Pattern recognition analyses of brain activation elicited by happy and neutral faces in unipolar and bipolar depression
Bipolar Disorders, 05/30/2012
Mourao–Miranda J et al. – The results indicate that patterns of whole–brain neural activity to intense happy faces were significantly less distinct from those for neutral faces in bipolar I disorder than in either healthy comparison subjects or unipolar depression. These findings indicate that pattern recognition approaches can be used to identify abnormal brain activity patterns in patient populations and have promising clinical utility as techniques that can help to discriminate between patients with different psychiatric illnesses.Methods
- The authors used a novel analytic framework to examine the extent to which unipolar and bipolar depressed individuals differed on discrimination between patterns of neural activity for happy and neutral faces.

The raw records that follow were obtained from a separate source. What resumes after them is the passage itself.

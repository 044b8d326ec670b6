//! Build driver: entry detection, graph construction and bundling.
//!
//! Copyright (c) 2025 Posit, PBC

use std::path::{Path, PathBuf};
use std::sync::Arc;

use stylebundle_runtime::SystemRuntime;

use crate::asset::AssetId;
use crate::bundle::{BundleTree, Bundler, Entry, ScriptEntry};
use crate::cancellation::Cancellation;
use crate::compile::CompilerKind;
use crate::config::BuildOptions;
use crate::context::BuildContext;
use crate::error::{BuildError, Result};
use crate::graph::GraphBuilder;
use crate::script::{is_script_extension, scan_stylesheet_imports};

/// Build the bundle tree for one entry file.
///
/// Relative paths in `options` are resolved against the entry's directory
/// unless a project root is set.
pub async fn build(
    entry: &Path,
    options: BuildOptions,
    runtime: Arc<dyn SystemRuntime>,
) -> Result<BundleTree> {
    build_with_cancellation(entry, options, runtime, Cancellation::new()).await
}

/// [`build`] on a fresh multi-thread tokio runtime.
pub fn build_blocking(
    entry: &Path,
    options: BuildOptions,
    runtime: Arc<dyn SystemRuntime>,
) -> Result<BundleTree> {
    let rt = tokio::runtime::Builder::new_multi_thread()
        .enable_all()
        .build()
        .map_err(|e| BuildError::Worker(format!("failed to start async runtime: {}", e)))?;
    rt.block_on(build(entry, options, runtime))
}

/// [`build`], aborting with [`BuildError::Cancelled`] once `cancellation`
/// fires.
pub async fn build_with_cancellation(
    entry: &Path,
    options: BuildOptions,
    runtime: Arc<dyn SystemRuntime>,
    cancellation: Cancellation,
) -> Result<BundleTree> {
    let entry_path = absolute_entry(entry, runtime.as_ref())?;
    let entry_dir = entry_path
        .parent()
        .map(Path::to_path_buf)
        .unwrap_or_else(|| PathBuf::from("/"));
    let options = options.resolve_paths(&entry_dir);

    let ctx = Arc::new(BuildContext::new(options, runtime, cancellation)?);
    tracing::info!(
        entry = %entry_path.display(),
        transforms = ?ctx.pipeline.transform_names(),
        "starting build"
    );

    let entry = detect_entry(&ctx, &entry_path)?;
    let stylesheets = stylesheet_entries(&ctx, &entry)?;

    let (graph, stats) = GraphBuilder::new(ctx.clone()).build(&stylesheets).await?;
    if ctx.cancellation.is_cancelled() {
        return Err(BuildError::Cancelled);
    }

    let tree = Bundler::new(&ctx).assemble(&entry, &graph, stats)?;
    tracing::info!(
        entry = %entry.id(),
        compiles = stats.compiles,
        linked = stats.linked_reads,
        "build finished"
    );
    Ok(tree)
}

fn absolute_entry(entry: &Path, runtime: &dyn SystemRuntime) -> Result<PathBuf> {
    if entry.is_absolute() {
        return Ok(entry.to_path_buf());
    }
    let cwd = runtime.cwd().map_err(|e| BuildError::io(entry, e))?;
    Ok(cwd.join(entry))
}

/// Classify the entry file by extension.
fn detect_entry(ctx: &BuildContext, path: &Path) -> Result<Entry> {
    let ext = path
        .extension()
        .and_then(|e| e.to_str())
        .unwrap_or("")
        .to_ascii_lowercase();

    if CompilerKind::for_extension(&ext).is_some() {
        return Ok(Entry::Stylesheet(ctx.resolver.identity(path)?));
    }

    if is_script_extension(&ext) {
        let id = ctx.resolver.identity(path)?;
        let code = ctx
            .runtime
            .file_read_string(id.path())
            .map_err(|e| BuildError::io(id.path(), e))?;
        let imports = scan_stylesheet_imports(&code);
        tracing::debug!(entry = %id, imports = imports.len(), "scanned code entry");
        return Ok(Entry::Script(ScriptEntry { id, code, imports }));
    }

    Err(BuildError::UnsupportedEntry(path.to_path_buf()))
}

/// Stylesheet entries of the graph, in import order, each once.
fn stylesheet_entries(ctx: &BuildContext, entry: &Entry) -> Result<Vec<AssetId>> {
    match entry {
        Entry::Stylesheet(id) => Ok(vec![id.clone()]),
        Entry::Script(script) => {
            let mut entries: Vec<AssetId> = Vec::new();
            for import in &script.imports {
                let id = ctx.resolver.resolve_import(&script.id, &import.specifier)?;
                if !entries.contains(&id) {
                    entries.push(id);
                }
            }
            Ok(entries)
        }
    }
}
//! Compile adapters.
//!
//! Copyright (c) 2025 Posit, PBC
//!
//! Each adapter turns the bytes of one file into plain CSS plus the raw
//! references it found. Adapters never look at other files: imports are
//! cut out of the source before compilation and reported back to the
//! graph builder, which compiles the imported files separately.
//!
//! # Architecture
//!
//! The adapter is picked from the file extension by [`CompilerKind`]:
//! 1. `.scss` - import extraction, then grass with no file system
//! 2. `.sass` - lowered to SCSS, then the same path
//! 3. `.css` - passthrough with `@import` extraction

mod css;
pub mod sass;
pub mod scss;

use crate::asset::AssetId;
use crate::config::OutputStyle;
use crate::error::{BuildError, Result};
use crate::source_map::SourceMapFragment;

/// Settings shared by every compile of one build.
#[derive(Debug, Clone, Copy, PartialEq, Eq)]
pub struct CompileOptions {
    pub output_style: OutputStyle,
    pub source_maps: bool,
}

impl Default for CompileOptions {
    fn default() -> Self {
        Self {
            output_style: OutputStyle::Expanded,
            source_maps: true,
        }
    }
}

/// Normalized compiler output for one file.
#[derive(Debug, Clone, Default, PartialEq, Eq)]
pub struct Compiled {
    pub css: String,
    /// Raw import references in source order.
    pub imports: Vec<String>,
    /// Distinct raw `url()` references in order of first occurrence.
    pub links: Vec<String>,
    pub source_map: Option<SourceMapFragment>,
}

/// The stylesheet syntaxes the builder can compile.
#[derive(Debug, Clone, Copy, PartialEq, Eq, Hash)]
pub enum CompilerKind {
    Scss,
    Sass,
    Css,
}

impl CompilerKind {
    /// Pick the adapter for a file extension (case-insensitive).
    pub fn for_extension(ext: &str) -> Option<Self> {
        match ext.to_ascii_lowercase().as_str() {
            "scss" => Some(Self::Scss),
            "sass" => Some(Self::Sass),
            "css" => Some(Self::Css),
            _ => None,
        }
    }

    pub fn for_asset(id: &AssetId) -> Option<Self> {
        id.extension().as_deref().and_then(Self::for_extension)
    }

    pub fn name(self) -> &'static str {
        match self {
            Self::Scss => "scss",
            Self::Sass => "sass",
            Self::Css => "css",
        }
    }

    /// Compile one file.
    ///
    /// Empty (or whitespace-only) input yields empty CSS and no references.
    pub fn compile(self, id: &AssetId, source: &[u8], options: &CompileOptions) -> Result<Compiled> {
        let text = std::str::from_utf8(source).map_err(|e| BuildError::Compile {
            asset: id.clone(),
            message: format!("source is not valid UTF-8: {}", e),
        })?;
        let text = text.strip_prefix('\u{feff}').unwrap_or(text);

        if text.trim().is_empty() {
            return Ok(Compiled::default());
        }

        let compiled = match self {
            Self::Scss => scss::compile(id, text, text, options)?,
            Self::Sass => {
                let lowered = sass::lower_indented(text).map_err(|message| BuildError::Compile {
                    asset: id.clone(),
                    message,
                })?;
                scss::compile(id, &lowered, text, options)?
            }
            Self::Css => css::compile(id, text, options),
        };

        tracing::debug!(
            asset = %id,
            compiler = self.name(),
            imports = compiled.imports.len(),
            links = compiled.links.len(),
            "compiled stylesheet"
        );
        Ok(compiled)
    }
}
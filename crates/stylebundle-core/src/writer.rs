//! Writing bundle trees to the output directory.
//!
//! Copyright (c) 2025 Posit, PBC

use std::path::{Path, PathBuf};

use stylebundle_runtime::SystemRuntime;

use crate::bundle::BundleTree;
use crate::error::{BuildError, Result};

/// Write every bundle of `tree` to `out_dir/<name>`, parents first.
///
/// Returns the written paths in write order.
pub fn write_bundle_tree(
    tree: &BundleTree,
    out_dir: &Path,
    runtime: &dyn SystemRuntime,
) -> Result<Vec<PathBuf>> {
    runtime
        .dir_create(out_dir, true)
        .map_err(|e| BuildError::io(out_dir, e))?;

    let mut written = Vec::new();
    for bundle in tree.iter() {
        let path = out_dir.join(&bundle.name);
        runtime
            .file_write(&path, &bundle.content)
            .map_err(|e| BuildError::io(&path, e))?;
        tracing::debug!(bundle = %bundle.name, bytes = bundle.content.len(), "wrote bundle");
        written.push(path);
    }

    tracing::info!(out_dir = %out_dir.display(), files = written.len(), "bundles written");
    Ok(written)
}
#[tokio::test]
async fn test_transient_reads_give_up_after_limit() {
    let rt = FlakyRuntime::new(
        font_project(),
        io::ErrorKind::TimedOut,
        10,
        &["/project/font.woff2"],
    );
    let options = BuildOptions {
        link_read_retries: 1,
        ..BuildOptions::default()
    };
    let err = build(Path::new("/project/index.css"), options, Arc::new(rt))
        .await
        .unwrap_err();
    assert!(matches!(err, BuildError::Io { ref path, .. } if path == Path::new("/project/font.woff2")));
}

#[tokio::test]
async fn test_permanent_link_read_failure_is_not_retried() {
    let rt = FlakyRuntime::new(
        font_project(),
        io::ErrorKind::PermissionDenied,
        1,
        &["/project/font.woff2"],
    );
    let err = build(Path::new("/project/index.css"), BuildOptions::default(), Arc::new(rt))
        .await
        .unwrap_err();
    match err {
        BuildError::Io { source, .. } => {
            assert_eq!(source.io_kind(), Some(io::ErrorKind::PermissionDenied));
        }
        other => panic!("expected an I/O error, got {other:?}"),
    }
}
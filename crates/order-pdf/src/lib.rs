//! Signature stamping for order documents.
//!
//! This crate provides the one PDF mutation the approval workflow needs:
//! placing a captured signature raster and an identity caption onto the
//! first page of an existing document, preserving everything else.

pub mod error;
pub mod stamp;

pub use error::StampError;
pub use stamp::{stamp_signature, StampPlacement, CAPTION_FONT_SIZE, STAMP_HEIGHT, STAMP_WIDTH};

/// Parse PDF bytes and return the page count.
pub fn page_count(bytes: &[u8]) -> Result<u32, StampError> {
    let doc = lopdf::Document::load_mem(bytes)
        .map_err(|e| StampError::MalformedDocument(e.to_string()))?;
    Ok(doc.get_pages().len() as u32)
}

#[cfg(test)]
mod tests {
    use super::*;

    #[test]
    fn page_count_rejects_garbage() {
        assert!(matches!(
            page_count(b"definitely not a pdf"),
            Err(StampError::MalformedDocument(_))
        ));
    }
}
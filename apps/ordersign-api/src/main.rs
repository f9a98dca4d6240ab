//! Order approval API server
//!
//! Provides REST endpoints for:
//! - Order submission and aggregate loading
//! - Signing with PDF stamping
//! - Artifact delivery

use anyhow::Result;
use ordersign_api::state::{AppState, Config};
use std::net::SocketAddr;
use std::sync::Arc;
use tower_http::cors::{Any, CorsLayer};
use tower_http::trace::TraceLayer;
use tracing::info;

#[tokio::main]
async fn main() -> Result<()> {
    // Load .env file if present
    dotenvy::dotenv().ok();

    // Initialize tracing
    tracing_subscriber::fmt()
        .with_env_filter(
            tracing_subscriber::EnvFilter::from_default_env()
                .add_directive("ordersign_api=info".parse()?)
                .add_directive("tower_http=debug".parse()?),
        )
        .init();

    info!("initializing order approval API...");
    let config = Config::from_env();
    let state = Arc::new(AppState::new(&config).await?);

    // CORS configuration for web clients
    let cors = CorsLayer::new()
        .allow_origin(Any)
        .allow_methods(Any)
        .allow_headers(Any);

    let app = ordersign_api::build_router(state)
        .layer(TraceLayer::new_for_http())
        .layer(cors);

    let addr = SocketAddr::from(([0, 0, 0, 0], config.port));
    info!("starting order approval API on http://{}", addr);

    let listener = tokio::net::TcpListener::bind(addr).await?;
    axum::serve(listener, app).await?;

    Ok(())
}
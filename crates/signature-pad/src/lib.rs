//! Freehand signature capture.
//!
//! A [`SignaturePad`] records pointer strokes into an RGBA raster with a
//! transparent background and opaque black ink. The raster can be exported
//! as a whitespace-trimmed PNG suitable for embedding into a document.

use image::{Rgba, RgbaImage};
use std::io::Cursor;
use thiserror::Error;

const INK: Rgba<u8> = Rgba([0, 0, 0, 255]);
const PEN_RADIUS: f32 = 1.8;
/// Sampling step along a stroke segment, in pixels.
const SEGMENT_STEP: f32 = 0.5;
/// Border kept around the inked bounding box when exporting.
const TRIM_PADDING: u32 = 4;

#[derive(Debug, Error)]
pub enum PadError {
    #[error("no strokes have been drawn")]
    EmptySignature,

    #[error("failed to encode signature image: {0}")]
    Encode(String),
}

/// An in-memory drawing surface for one signature.
pub struct SignaturePad {
    canvas: RgbaImage,
    cursor: Option<(f32, f32)>,
    inked: bool,
}

impl SignaturePad {
    /// Create a blank pad of the given pixel dimensions.
    pub fn new(width: u32, height: u32) -> Self {
        Self {
            canvas: RgbaImage::new(width.max(1), height.max(1)),
            cursor: None,
            inked: false,
        }
    }

    pub fn width(&self) -> u32 {
        self.canvas.width()
    }

    pub fn height(&self) -> u32 {
        self.canvas.height()
    }

    /// True iff nothing has been drawn since creation or the last [`clear`].
    ///
    /// [`clear`]: SignaturePad::clear
    pub fn is_empty(&self) -> bool {
        !self.inked
    }

    /// Discard all strokes and reset to the blank state.
    pub fn clear(&mut self) {
        self.canvas = RgbaImage::new(self.canvas.width(), self.canvas.height());
        self.cursor = None;
        self.inked = false;
    }

    /// Start a new stroke at `(x, y)`. A stroke of a single point leaves a dot.
    pub fn begin_stroke(&mut self, x: f32, y: f32) {
        self.cursor = Some((x, y));
        self.stamp(x, y);
    }

    /// Extend the current stroke to `(x, y)`.
    ///
    /// Without a preceding [`begin_stroke`] this starts a stroke at the
    /// target point, matching how a pad treats a stray pointer move.
    ///
    /// [`begin_stroke`]: SignaturePad::begin_stroke
    pub fn line_to(&mut self, x: f32, y: f32) {
        let (from_x, from_y) = self.cursor.unwrap_or((x, y));
        let dx = x - from_x;
        let dy = y - from_y;
        let distance = (dx * dx + dy * dy).sqrt();
        let steps = (distance / SEGMENT_STEP).ceil().max(1.0) as u32;
        for step in 0..=steps {
            let t = step as f32 / steps as f32;
            self.stamp(from_x + dx * t, from_y + dy * t);
        }
        self.cursor = Some((x, y));
    }

    /// Lift the pen; the next [`line_to`] starts a fresh stroke.
    ///
    /// [`line_to`]: SignaturePad::line_to
    pub fn end_stroke(&mut self) {
        self.cursor = None;
    }

    /// Export the drawn strokes as a PNG trimmed to the inked bounding box.
    pub fn export_png(&self) -> Result<Vec<u8>, PadError> {
        if self.is_empty() {
            return Err(PadError::EmptySignature);
        }
        let (min_x, min_y, max_x, max_y) = self
            .ink_bounds()
            .expect("a non-empty pad always has inked pixels");

        let left = min_x.saturating_sub(TRIM_PADDING);
        let top = min_y.saturating_sub(TRIM_PADDING);
        let right = (max_x + TRIM_PADDING).min(self.canvas.width() - 1);
        let bottom = (max_y + TRIM_PADDING).min(self.canvas.height() - 1);

        let trimmed = image::imageops::crop_imm(
            &self.canvas,
            left,
            top,
            right - left + 1,
            bottom - top + 1,
        )
        .to_image();

        let mut out = Vec::new();
        image::DynamicImage::ImageRgba8(trimmed)
            .write_to(&mut Cursor::new(&mut out), image::ImageFormat::Png)
            .map_err(|e| PadError::Encode(e.to_string()))?;
        Ok(out)
    }

    /// Paint a round pen dab centered on `(x, y)`, clamped into the canvas.
    fn stamp(&mut self, x: f32, y: f32) {
        let (width, height) = self.canvas.dimensions();
        let cx = x.clamp(0.0, (width - 1) as f32);
        let cy = y.clamp(0.0, (height - 1) as f32);

        let x0 = (cx - PEN_RADIUS).floor().max(0.0) as u32;
        let y0 = (cy - PEN_RADIUS).floor().max(0.0) as u32;
        let x1 = ((cx + PEN_RADIUS).ceil().max(0.0) as u32).min(width - 1);
        let y1 = ((cy + PEN_RADIUS).ceil().max(0.0) as u32).min(height - 1);

        for py in y0..=y1 {
            for px in x0..=x1 {
                let dx = px as f32 - cx;
                let dy = py as f32 - cy;
                if dx * dx + dy * dy <= PEN_RADIUS * PEN_RADIUS {
                    self.canvas.put_pixel(px, py, INK);
                }
            }
        }
        self.inked = true;
    }

    /// Bounding box of all inked pixels, inclusive.
    fn ink_bounds(&self) -> Option<(u32, u32, u32, u32)> {
        let mut bounds: Option<(u32, u32, u32, u32)> = None;
        for (x, y, pixel) in self.canvas.enumerate_pixels() {
            if pixel[3] == 0 {
                continue;
            }
            bounds = Some(match bounds {
                None => (x, y, x, y),
                Some((min_x, min_y, max_x, max_y)) => {
                    (min_x.min(x), min_y.min(y), max_x.max(x), max_y.max(y))
                }
            });
        }
        bounds
    }
}


#[cfg(test)]
mod proptests {
    use super::*;
    use proptest::prelude::*;

    fn points() -> impl Strategy<Value = Vec<(f32, f32)>> {
        prop::collection::vec((0.0f32..400.0, 0.0f32..200.0), 1..40)
    }

    proptest! {
        /// Any drawn stroke sequence exports a decodable PNG no larger
        /// than the canvas.
        #[test]
        fn drawn_pads_export_valid_pngs(pts in points()) {
            let mut pad = SignaturePad::new(400, 200);
            let mut iter = pts.into_iter();
            let (x, y) = iter.next().unwrap();
            pad.begin_stroke(x, y);
            for (x, y) in iter {
                pad.line_to(x, y);
            }

            prop_assert!(!pad.is_empty());
            let png = pad.export_png().unwrap();
            let decoded = image::load_from_memory(&png).unwrap().to_rgba8();
            prop_assert!(decoded.width() <= 400);
            prop_assert!(decoded.height() <= 200);
        }

        /// Clearing always returns the pad to the empty state.
        #[test]
        fn clear_always_empties(pts in points()) {
            let mut pad = SignaturePad::new(400, 200);
            for (x, y) in pts {
                pad.line_to(x, y);
            }
            pad.clear();
            prop_assert!(pad.is_empty());
            prop_assert!(matches!(pad.export_png(), Err(PadError::EmptySignature)));
        }
    }
}
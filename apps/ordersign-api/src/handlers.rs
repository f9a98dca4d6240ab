//! HTTP handlers for the order approval API

use axum::{
    extract::{Path, State},
    http::StatusCode,
    Json,
};
use base64::{engine::general_purpose::STANDARD as BASE64, Engine};
use chrono::Utc;
use std::sync::Arc;
use uuid::Uuid;

use crate::error::ApiError;
use crate::models::*;
use crate::orders;
use crate::signing;
use crate::state::AppState;
use crate::storage::{self, UploadOptions};

/// Health check endpoint
pub async fn health() -> &'static str {
    "OK"
}

pub async fn create_profile(
    State(state): State<Arc<AppState>>,
    Json(req): Json<CreateProfileRequest>,
) -> Result<(StatusCode, Json<Profile>), ApiError> {
    let id = Uuid::new_v4().to_string();
    orders::create_profile(&state.db, &id, &req).await?;
    let profile = orders::find_profile(&state.db, &id).await?;
    tracing::info!(profile = %id, role = %profile.role, "created profile");
    Ok((StatusCode::CREATED, Json(profile)))
}

pub async fn list_profiles(
    State(state): State<Arc<AppState>>,
) -> Result<Json<Vec<Profile>>, ApiError> {
    Ok(Json(orders::list_profiles(&state.db).await?))
}

/// Submit a new order: upload the document, then record the order pointing
/// at its public URL.
pub async fn create_order(
    State(state): State<Arc<AppState>>,
    Json(req): Json<CreateOrderRequest>,
) -> Result<(StatusCode, Json<Order>), ApiError> {
    let submitter = orders::find_profile(&state.db, &req.submitted_by).await?;
    if !submitter.role.may_submit() {
        return Err(ApiError::Forbidden);
    }

    let bytes = BASE64
        .decode(&req.document_base64)
        .map_err(|e| ApiError::InvalidRequest(format!("invalid document base64: {e}")))?;
    if !bytes.starts_with(b"%PDF-") {
        return Err(ApiError::InvalidRequest(
            "document is not a PDF".to_string(),
        ));
    }

    let key = format!(
        "orders/{}-{}",
        Utc::now().timestamp_millis(),
        sanitize_file_name(&req.document_name)
    );
    state.store.upload(&key, &bytes, &UploadOptions::pdf())?;
    let pdf_url = state.store.public_url(&key);

    let id = Uuid::new_v4().to_string();
    orders::create_order(&state.db, &id, &req, &key, Some(&pdf_url)).await?;
    tracing::info!(order = %id, department = %req.department, "created order");

    let order = orders::find_order(&state.db, &id).await?;
    Ok((StatusCode::CREATED, Json(order)))
}

pub async fn list_orders(
    State(state): State<Arc<AppState>>,
) -> Result<Json<Vec<Order>>, ApiError> {
    Ok(Json(orders::load_orders(&state.db).await?))
}

pub async fn sign_order(
    State(state): State<Arc<AppState>>,
    Path(id): Path<String>,
    Json(req): Json<SignOrderRequest>,
) -> Result<Json<Order>, ApiError> {
    let order = signing::apply_signature(&state, &id, &req).await?;
    Ok(Json(order))
}

pub async fn reject_order(
    State(state): State<Arc<AppState>>,
    Path(id): Path<String>,
) -> Result<Json<Order>, ApiError> {
    orders::set_rejected(&state.db, &id).await?;
    tracing::info!(order = %id, "order rejected");
    Ok(Json(orders::find_order(&state.db, &id).await?))
}

/// Delete an order together with its signature records and storage
/// artifacts.
pub async fn delete_order(
    State(state): State<Arc<AppState>>,
    Path(id): Path<String>,
) -> Result<StatusCode, ApiError> {
    let order = orders::find_order(&state.db, &id).await?;

    state.store.remove(&order.document_path);
    if let Some(url) = &order.pdf_url {
        if let Some(key) = state.store.key_for_url(url) {
            state.store.remove(&key);
        }
    }
    orders::delete_order(&state.db, &id).await?;
    tracing::info!(order = %id, "order deleted");
    Ok(StatusCode::NO_CONTENT)
}

/// Serve artifact bytes for a public storage URL.
pub async fn get_artifact(
    State(state): State<Arc<AppState>>,
    Path(key): Path<String>,
) -> Result<(StatusCode, [(String, String); 1], Vec<u8>), ApiError> {
    let bytes = state.store.read(&key)?;
    Ok((
        StatusCode::OK,
        [(
            "Content-Type".to_string(),
            storage::content_type_for(&key).to_string(),
        )],
        bytes,
    ))
}

/// Keep uploaded file names path-safe inside a storage key.
pub fn sanitize_file_name(name: &str) -> String {
    let cleaned: String = name
        .chars()
        .map(|c| {
            if c.is_ascii_alphanumeric() || matches!(c, '.' | '-' | '_') {
                c
            } else {
                '-'
            }
        })
        .collect();
    if cleaned.trim_matches('-').is_empty() {
        "document.pdf".to_string()
    } else {
        cleaned
    }
}

#[cfg(test)]
mod tests {
    use super::*;
    use pretty_assertions::assert_eq;

    #[test]
    fn file_names_are_sanitized() {
        assert_eq!(sanitize_file_name("budget q1.pdf"), "budget-q1.pdf");
        assert_eq!(sanitize_file_name("../../etc/passwd"), "..-..-etc-passwd");
        assert_eq!(sanitize_file_name("///"), "document.pdf");
        assert_eq!(sanitize_file_name("report_v2.pdf"), "report_v2.pdf");
    }
}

- The authors used data from 18 currently depressed individuals with bipolar I disorder (BD) and 18 currently depressed individuals with recurrent unipolar depression (UD), matched on depression severity, age, and illness duration, and 18 age- and gender ratio-matched healthy comparison subjects (HC).
- fMRI data were analyzed using a general linear model and Gaussian process classifiers.
- The accuracy for discriminating between patterns of neural activity for happy versus neutral faces overall was lower in both patient groups relative to HC.
- The predictive probabilities for intense and mild happy faces were higher in HC than in BD, and for mild happy faces were higher in HC than UD (all p < 0.001).
- Interestingly, the predictive probability for intense happy faces was significantly higher in UD than BD (p = 0.03).